Ghostreader Has Earned a Place in My PKM Workflow

Using Ghostreader custom prompts to enhance my synced Obsidian notes

Ghostreader Has Earned a Place in My PKM Workflow
Image by catalyststuff on Freepik

Readwise Reader (a read it later app for power users) has been actively iterating on their AI integration into their ecosystem. One of the tools I have made the most use of so far is Ghostreader.

I've been using a custom Ghostreader prompt to generate executive summaries that not only capture the overall point of the article, but also bring my highlights and annotations into context.

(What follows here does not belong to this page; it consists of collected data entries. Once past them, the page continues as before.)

//! 领域模型错误定义

use thiserror::Error;

/// 消息构造时的校验错误。
///
/// 在创建阶段同步返回给提交者，不会自动重试。
#[derive(Error, Debug, Clone, Copy, PartialEq, Eq)]
pub enum ValidationError {
    /// 发送者为空
    #[error("sender must not be empty")]
    EmptySender,

    /// CHAT 消息内容为空
    #[error("chat content must not be empty")]
    EmptyContent,
}

/// 领域模型结果类型
pub type ValidationResult<T> = Result<T, ValidationError>;
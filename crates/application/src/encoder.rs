use domain::Message;
use thiserror::Error;

#[derive(Debug, Error)]
pub enum EncodeError {
    #[error("encode failed: {0}")]
    Failed(String),
}

impl EncodeError {
    pub fn failed(message: impl Into<String>) -> Self {
        Self::Failed(message.into())
    }
}

/// 将消息编码为发送给会话的字节负载
pub trait MessageEncoder: Send + Sync {
    fn encode(&self, message: &Message) -> Result<Vec<u8>, EncodeError>;
}

#[derive(Debug, Default, Clone, Copy)]
pub struct JsonEncoder;

impl MessageEncoder for JsonEncoder {
    fn encode(&self, message: &Message) -> Result<Vec<u8>, EncodeError> {
        serde_json::to_vec(message).map_err(|err| EncodeError::failed(err.to_string()))
    }
}
//! 测试用会话替身

#![allow(dead_code)]

use std::sync::atomic::{AtomicBool, AtomicUsize, Ordering};
use std::sync::{Arc, Mutex};
use std::time::Duration;

use application::{
    FixedClock, JsonEncoder, RelayService, RelayServiceDependencies, RouterSettings, SendError,
    SessionHandle, SessionRegistry,
};
use async_trait::async_trait;
use chrono::{TimeZone, Utc};
use domain::{ParticipantId, Timestamp};

pub fn id(value: &str) -> ParticipantId {
    ParticipantId::parse(value).unwrap()
}

pub fn fixed_time() -> Timestamp {
    Utc.with_ymd_and_hms(2024, 3, 1, 9, 30, 0).unwrap()
}

/// 记录收到的负载和关闭次数；`broken` 时发送总是失败
#[derive(Default)]
pub struct RecordingSession {
    received: Mutex<Vec<Vec<u8>>>,
    closes: AtomicUsize,
    broken: AtomicBool,
    delay: Option<Duration>,
}

impl RecordingSession {
    pub fn new() -> Arc<Self> {
        Arc::new(Self::default())
    }

    pub fn broken() -> Arc<Self> {
        let session = Self::default();
        session.broken.store(true, Ordering::SeqCst);
        Arc::new(session)
    }

    pub fn slow(delay: Duration) -> Arc<Self> {
        Arc::new(Self {
            delay: Some(delay),
            ..Self::default()
        })
    }

    pub fn received(&self) -> Vec<serde_json::Value> {
        self.received
            .lock()
            .unwrap()
            .iter()
            .map(|payload| serde_json::from_slice(payload).unwrap())
            .collect()
    }

    pub fn closes(&self) -> usize {
        self.closes.load(Ordering::SeqCst)
    }
}

#[async_trait]
impl SessionHandle for RecordingSession {
    async fn send(&self, payload: &[u8]) -> Result<(), SendError> {
        if let Some(delay) = self.delay {
            tokio::time::sleep(delay).await;
        }
        if self.broken.load(Ordering::SeqCst) {
            return Err(SendError::transport("connection reset"));
        }
        self.received.lock().unwrap().push(payload.to_vec());
        Ok(())
    }

    async fn close(&self) {
        self.closes.fetch_add(1, Ordering::SeqCst);
    }
}

pub fn relay_with(registry: Arc<SessionRegistry>, send_timeout: Duration) -> RelayService {
    RelayService::new(RelayServiceDependencies {
        registry,
        clock: Arc::new(FixedClock(fixed_time())),
        encoder: Arc::new(JsonEncoder),
        settings: RouterSettings { send_timeout },
    })
}
use domain::Timestamp;

#[cfg_attr(test, mockall::automock)]
pub trait Clock: Send + Sync {
    fn now(&self) -> Timestamp;
}

#[derive(Debug, Default)]
pub struct SystemClock;

impl Clock for SystemClock {
    fn now(&self) -> Timestamp {
        chrono::Utc::now()
    }
}

/// 固定时间的时钟，用于测试和回放
#[derive(Debug, Clone, Copy)]
pub struct FixedClock(pub Timestamp);

impl Clock for FixedClock {
    fn now(&self) -> Timestamp {
        self.0
    }
}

The act of creating this summary is something I think is the perfect candidate to offload to AI. I've already done the reading, and I've even done the thinking (by highlighting and annotating as I went), now I just want to roll that up into a concise overview.

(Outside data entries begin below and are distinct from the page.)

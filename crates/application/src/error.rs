use domain::ValidationError;
use thiserror::Error;

#[derive(Debug, Error, PartialEq, Eq)]
pub enum ApplicationError {
    #[error("validation error: {0}")]
    Validation(#[from] ValidationError),
    #[error("invalid participant id: {0:?}")]
    InvalidParticipant(String),
}

impl ApplicationError {
    pub fn invalid_participant(value: impl Into<String>) -> Self {
        ApplicationError::InvalidParticipant(value.into())
    }
}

Exploring the Intersection of AI and PKMs
I am excited about the power of using AI with an established PKM system. So I asked ChatGPT to interview me about it.

The workflow

  1. Read an article
  2. As your read, highlight and annotate
  3. When completely done, trigger the custom Ghostreader Prompt to generate a document summary

The Prompt

Here is the custom Ghostreader prompt I'm currently using to generate my document summaries:

{#- BACKGROUND: This prompt instructs ChatGPT to use your notes and highlights to summarize the most important points or any action items according to some input from you to guide the large language model. It's intended to be used after you're done reading. The primary purpose of this prompt is to generate content for my "one-pager" in Obsidian.   It attempts to capture summaries and my personal takeaways using my highlights and notes. -#}
{% set intent = input("Provide some context on how this document relates to your work/life") %}
I just read "{{ document.title }}" by {{ document.author }} and I want you to summarize some of my notes and highlights around my hastily written intent: {{ intent }}

Here are my highlights. Sometimes I also added tags and notes to the highlights.
{% for highlight in highlights -%}
    ===
	{{ highlight }}
    {% if highlight.note or highlight.tags %}
	note: {{ highlight.note }}
	tags: {{ highlight.tags | join(", ") }}
    {% endif %}
    ===
    
{%- endfor %}

Here is the document I read:

"""
{% if (document.content | count_tokens) > 2000 %}
{{ document.content | central_sentences | join('\n\n') }}
{% else %}
{{ document.content }}
{% endif %}
"""

For each primary section generated, use the markdown h3 header.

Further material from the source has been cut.